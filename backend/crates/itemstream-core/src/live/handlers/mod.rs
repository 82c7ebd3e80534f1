//! Verb handlers
//!
//! The [`HandlerChain`] holds the handlers registered at load time, in order.
//! Each inbound message is offered to them in turn; the first one that claims
//! it executes exclusively. Lifecycle events (connected, closed) reach every
//! handler.
//!
//! Standard handlers, registered in this order when enabled:
//! - GET (get.rs)
//! - POST (post.rs)
//! - PATCH (patch.rs)
//! - DELETE (delete.rs)
//! - SUBSCRIBE / UNSUBSCRIBE (subscribe.rs)
//!
//! Custom verbs are added with [`HandlerChain::register_extension`].

mod delete;
mod extension;
mod get;
mod patch;
mod post;
mod subscribe;

pub use extension::ExtensionHandler;
pub use subscribe::SubscribeHandler;

use std::sync::Arc;

use itemstream_commons::{InboundMessage, MessageType, ServerMessage};
use itemstream_configs::{HandlerSettings, ServerConfig};
use log::debug;
use serde_json::Value;

use super::models::Connection;
use super::registry::SubscriptionRegistry;
use crate::error::{LiveError, Result};
use crate::gateway::DataGateway;

/// Everything a handler may touch while serving one connection
pub struct HandlerContext<'a> {
    pub connection: &'a Arc<Connection>,
    pub gateway: &'a Arc<dyn DataGateway>,
    pub registry: &'a SubscriptionRegistry,
}

/// A registered request handler
#[derive(Clone)]
pub enum MessageHandler {
    Get,
    Post,
    Patch,
    Delete,
    Subscribe(SubscribeHandler),
    Extension(Arc<dyn ExtensionHandler>),
}

impl MessageHandler {
    /// Whether the handler is switched on in the configuration
    pub fn is_enabled(&self, settings: &HandlerSettings) -> bool {
        match self {
            MessageHandler::Get => settings.get,
            MessageHandler::Post => settings.post,
            MessageHandler::Patch => settings.patch,
            MessageHandler::Delete => settings.delete,
            MessageHandler::Subscribe(_) => settings.subscribe,
            MessageHandler::Extension(_) => true,
        }
    }

    pub fn name(&self) -> &str {
        match self {
            MessageHandler::Get => "GET",
            MessageHandler::Post => "POST",
            MessageHandler::Patch => "PATCH",
            MessageHandler::Delete => "DELETE",
            MessageHandler::Subscribe(_) => "SUBSCRIBE",
            MessageHandler::Extension(ext) => ext.message_type(),
        }
    }

    pub fn claims(&self, message: &InboundMessage) -> bool {
        match self {
            MessageHandler::Get => message.message_type == MessageType::Get,
            MessageHandler::Post => message.message_type == MessageType::Post,
            MessageHandler::Patch => message.message_type == MessageType::Patch,
            MessageHandler::Delete => message.message_type == MessageType::Delete,
            MessageHandler::Subscribe(_) => matches!(
                message.message_type,
                MessageType::Subscribe | MessageType::Unsubscribe
            ),
            MessageHandler::Extension(ext) => ext.claims(message),
        }
    }

    /// Execute a claimed message. `Some(data)` is sent back as RESPONSE.
    pub async fn execute(
        &self,
        ctx: &HandlerContext<'_>,
        message: &InboundMessage,
    ) -> Result<Option<Value>> {
        match self {
            MessageHandler::Get => get::execute(ctx, message).await,
            MessageHandler::Post => post::execute(ctx, message).await,
            MessageHandler::Patch => patch::execute(ctx, message).await,
            MessageHandler::Delete => delete::execute(ctx, message).await,
            MessageHandler::Subscribe(handler) => handler.execute(ctx, message).await,
            MessageHandler::Extension(ext) => ext.execute(ctx, message).await,
        }
    }

    pub async fn on_connected(&self, ctx: &HandlerContext<'_>) {
        match self {
            MessageHandler::Subscribe(handler) => handler.on_connected(ctx).await,
            MessageHandler::Extension(ext) => ext.on_connected(ctx).await,
            _ => {},
        }
    }

    pub async fn on_closed(&self, ctx: &HandlerContext<'_>) {
        match self {
            MessageHandler::Subscribe(handler) => handler.on_closed(ctx),
            MessageHandler::Extension(ext) => ext.on_closed(ctx).await,
            _ => {},
        }
    }
}

/// Ordered set of handlers, populated once at startup
#[derive(Clone, Default)]
pub struct HandlerChain {
    handlers: Vec<MessageHandler>,
}

impl HandlerChain {
    pub fn new() -> Self {
        Self::default()
    }

    /// Standard handlers enabled in `config`, in GET, POST, PATCH, DELETE,
    /// SUBSCRIBE order
    pub fn from_config(config: &ServerConfig) -> Self {
        let mut chain = Self::new();
        let standard = [
            MessageHandler::Get,
            MessageHandler::Post,
            MessageHandler::Patch,
            MessageHandler::Delete,
            MessageHandler::Subscribe(SubscribeHandler::new(
                config.subscriptions.auto_collections.clone(),
            )),
        ];
        for handler in standard {
            if handler.is_enabled(&config.handlers) {
                chain.register(handler);
            } else {
                debug!("Handler {} disabled by configuration", handler.name());
            }
        }
        chain
    }

    pub fn register(&mut self, handler: MessageHandler) {
        debug!("Registering handler {}", handler.name());
        self.handlers.push(handler);
    }

    pub fn register_extension(&mut self, handler: Arc<dyn ExtensionHandler>) {
        self.register(MessageHandler::Extension(handler));
    }

    pub fn handler_names(&self) -> Vec<&str> {
        self.handlers.iter().map(MessageHandler::name).collect()
    }

    pub fn len(&self) -> usize {
        self.handlers.len()
    }

    pub fn is_empty(&self) -> bool {
        self.handlers.is_empty()
    }

    /// Offer `message` to the handlers and answer on the connection.
    ///
    /// Every failure becomes an ERROR frame echoing the message's uid.
    pub async fn route(&self, ctx: &HandlerContext<'_>, message: InboundMessage) {
        let uid = message.uid();
        let Some(handler) = self.handlers.iter().find(|h| h.claims(&message)) else {
            let err = LiveError::UnsupportedMessageType(message.message_type.as_str().to_string());
            debug!("Unclaimed message from {}: {}", ctx.connection.id(), err);
            ctx.connection.send_or_log(&ServerMessage::error(err.info(), uid));
            return;
        };

        debug!(
            "{} {} from {} (uid={:?})",
            message.message_type.as_str(),
            message.collection.as_deref().unwrap_or("-"),
            ctx.connection.id(),
            uid
        );

        match handler.execute(ctx, &message).await {
            Ok(Some(data)) => ctx.connection.send_or_log(&ServerMessage::response(data, uid)),
            Ok(None) => {},
            Err(e) => {
                debug!(
                    "{} failed for {}: {}",
                    message.message_type.as_str(),
                    ctx.connection.id(),
                    e
                );
                ctx.connection.send_or_log(&ServerMessage::error(e.info(), uid));
            },
        }
    }

    pub async fn connected(&self, ctx: &HandlerContext<'_>) {
        for handler in &self.handlers {
            handler.on_connected(ctx).await;
        }
    }

    pub async fn closed(&self, ctx: &HandlerContext<'_>) {
        for handler in &self.handlers {
            handler.on_closed(ctx).await;
        }
    }
}

/// The message's collection, or `MissingCollection`
pub(crate) fn require_collection(message: &InboundMessage) -> Result<&str> {
    message.collection.as_deref().ok_or(LiveError::MissingCollection)
}

/// The message's data payload, or `MissingData`
pub(crate) fn require_data(message: &InboundMessage) -> Result<&Value> {
    message.data.as_ref().ok_or(LiveError::MissingData)
}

■ ■ ■ ■ ■ ■ ■

» About this task
Would you copy all lines in the records where the string "struct" appears?

» Expected answer
pub struct HandlerContext<'a> {
pub struct HandlerChain {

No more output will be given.